**WHAT YOU ARE ASKED TO DO**
Write out all the data again, exactly as shown.

RECORD SET Block Start

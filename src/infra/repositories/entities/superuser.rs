//! Superuser database entity for SeaORM.

use sea_orm::entity::prelude::*;

use crate::domain::SuperUser;

#[derive(Clone, Debug, PartialEq, Eq, DeriveEntityModel)]
#[sea_orm(table_name = "superusers")]
pub struct Model {
    #[sea_orm(primary_key, auto_increment = false)]
    pub id: Uuid,
    pub name: String,
    #[sea_orm(unique)]
    pub email: String,
    pub password_hash: String,
    pub is_active: bool,
    pub created_by: String,
    pub last_login: Option<DateTimeUtc>,
    pub created_at: DateTimeUtc,
    pub updated_at: DateTimeUtc,
}

#[derive(Copy, Clone, Debug, EnumIter, DeriveRelation)]
pub enum Relation {}

impl ActiveModelBehavior for ActiveModel {}

impl From<Model> for SuperUser {
    fn from(model: Model) -> Self {
        SuperUser {
            id: model.id,
            name: model.name,
            email: model.email,
            password_hash: model.password_hash,
            is_active: model.is_active,
            created_by: model.created_by,
            last_login: model.last_login,
            created_at: model.created_at,
            updated_at: model.updated_at,
        }
    }
}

RECORD SET Block End

**ANSWER**
filename src/infra/repositories/entities/superuser.rs
//! Superuser database entity for SeaORM.

use sea_orm::entity::prelude::*;

use crate::domain::SuperUser;

#[derive(Clone, Debug, PartialEq, Eq, DeriveEntityModel)]
#[sea_orm(table_name = "superusers")]
pub struct Model {
    #[sea_orm(primary_key, auto_increment = false)]
    pub id: Uuid,
    pub name: String,
    #[sea_orm(unique)]
    pub email: String,
    pub password_hash: String,
    pub is_active: bool,
    pub created_by: String,
    pub last_login: Option<DateTimeUtc>,
    pub created_at: DateTimeUtc,
    pub updated_at: DateTimeUtc,
}

#[derive(Copy, Clone, Debug, EnumIter, DeriveRelation)]
pub enum Relation {}

impl ActiveModelBehavior for ActiveModel {}

impl From<Model> for SuperUser {
    fn from(model: Model) -> Self {
        SuperUser {
            id: model.id,
            name: model.name,
            email: model.email,
            password_hash: model.password_hash,
            is_active: model.is_active,
            created_by: model.created_by,
            last_login: model.last_login,
            created_at: model.created_at,
            updated_at: model.updated_at,
        }
    }
}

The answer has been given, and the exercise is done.